Die Fänge von uns Anglern haben keinen, statistisch relevanten, Einfluß darauf, ob der Aal überleben wird, oder nicht.

Ich selbst muß eh kein schlechtes Gewissen haben, da meine Gewässer im Donauverbund sind.:vik:
Hier hat der Aal eh nix verloren und wird sich auch nicht mehr fortpflanzen.
Also nehme ich mit, was ich kriegen kann.
Natürlich mit Maß:
Mein persönliches Schonmaß liegt bei 60cm und ich entnehme nur soviel, wie ich in meinem Freundeskreis verwerten kann.

Würde ich an Rhein oder Elbe fischen würde ich es aber nicht anders machen!

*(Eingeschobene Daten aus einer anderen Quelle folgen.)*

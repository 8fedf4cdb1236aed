pub mod error;
pub mod events;
pub mod models;
pub mod session;
pub mod settings;
pub mod store;
mod utils;

use std::{future::Future, sync::Arc};

use anyhow::{Context, Result};
use log::{info, warn};
use tokio::io::{AsyncBufReadExt, AsyncRead, AsyncWrite, AsyncWriteExt, BufReader};

pub use error::Error;
use session::{EvictionSweeper, SessionController, SessionIdAllocator};
use settings::ServiceSettings;
use store::KeyedStore;

/// Everything an ingress handler needs, built once per process.
pub struct AppState {
    pub sessions: SessionController,
    pub settings: ServiceSettings,
}

impl AppState {
    pub fn new(settings: &ServiceSettings) -> Self {
        let store = Arc::new(KeyedStore::new());
        let allocator = Arc::new(SessionIdAllocator::new(settings.allocation_timeout()));
        Self::with_controller(SessionController::new(store, allocator), settings.clone())
    }

    pub fn with_controller(sessions: SessionController, settings: ServiceSettings) -> Self {
        Self { sessions, settings }
    }
}

/// Process entry point: sets up logging and settings, then serves
/// newline-delimited JSON events on stdin until EOF or Ctrl-C.
pub fn run() -> Result<()> {
    let settings = ServiceSettings::from_env()?;
    utils::logging::init(settings.log_filter());

    info!("pagepulse starting up...");

    let runtime = tokio::runtime::Builder::new_multi_thread()
        .enable_all()
        .build()
        .context("failed to build tokio runtime")?;

    runtime.block_on(serve(AppState::new(&settings)))
}

async fn serve(state: AppState) -> Result<()> {
    let mut sweeper = EvictionSweeper::new();
    sweeper.start(
        state.sessions.clone(),
        state.settings.sweep_interval(),
        state.settings.session_idle_ttl(),
    )?;

    let shutdown = async {
        if let Err(err) = tokio::signal::ctrl_c().await {
            warn!("failed to listen for Ctrl-C: {err}");
            std::future::pending::<()>().await;
        }
        warn!("interrupted, shutting down");
    };
    let served = serve_lines(&state, tokio::io::stdin(), tokio::io::stdout(), shutdown).await;

    sweeper.stop().await?;
    info!(
        "pagepulse stopped with {} live sessions",
        state.sessions.store().len()
    );
    served
}

/// Answers each request line on `input` with one reply line on `output`
/// until the input closes or `shutdown` resolves.
///
/// `shutdown` is polled as one future for the whole loop, so a signal that
/// lands while a line is being handled ends the loop on the next turn.
async fn serve_lines<R, W, S>(state: &AppState, input: R, mut output: W, shutdown: S) -> Result<()>
where
    R: AsyncRead + Unpin,
    W: AsyncWrite + Unpin,
    S: Future<Output = ()>,
{
    let mut lines = BufReader::new(input).lines();
    tokio::pin!(shutdown);

    loop {
        tokio::select! {
            biased;

            _ = &mut shutdown => break,
            line = lines.next_line() => {
                let Some(line) = line.context("failed to read request line")? else {
                    info!("input closed");
                    break;
                };
                if line.trim().is_empty() {
                    continue;
                }

                let mut reply = events::handle_line(state, &line).await;
                reply.push('\n');
                output
                    .write_all(reply.as_bytes())
                    .await
                    .context("failed to write reply")?;
                output.flush().await.context("failed to flush reply")?;
            }
        }
    }

    Ok(())
}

Was soll eigentlich das Gejammer?
"Früher hat man 20-30 Aale pro Nacht gefangen!"
Wer will mir erzählen, solche Mengen noch selbst verwerten zu können?
Soviel Fische zu entnehmen grenzt in meinen Augen grundsätzlich an Frevel.
Auch wenn er da ist.
(Mir persönlich wär aber schon alleine die Putzerei zu blöd...|rolleyes)

Und derzeit bekommt ja wohl noch jeder, der halbwegs Angeln kann genug Aale, um für Familie und Freunde ein, zwei mal im Jahr Räuchern zu können, oder?
Und Nachbarn, Kollegen und Bekannte bekommen halt nur noch ab und zu mal ein Stück ab...#c

:mMit knapper werdendem Räucheraal schafft eine bessere Lobby, als mit Gutmenschentum, das es nicht mehr verantworten kann, einen Fisch zu entnehmen, obwohl er wahrscheinlich sowieso (qualvoll) in der nächsten Turbine enden wird...

Wer noch so sehr Idealist ist, sich für den Erhalt es Aales einsetzten zu wollen, der sollte es auf diesem Weg versuchen!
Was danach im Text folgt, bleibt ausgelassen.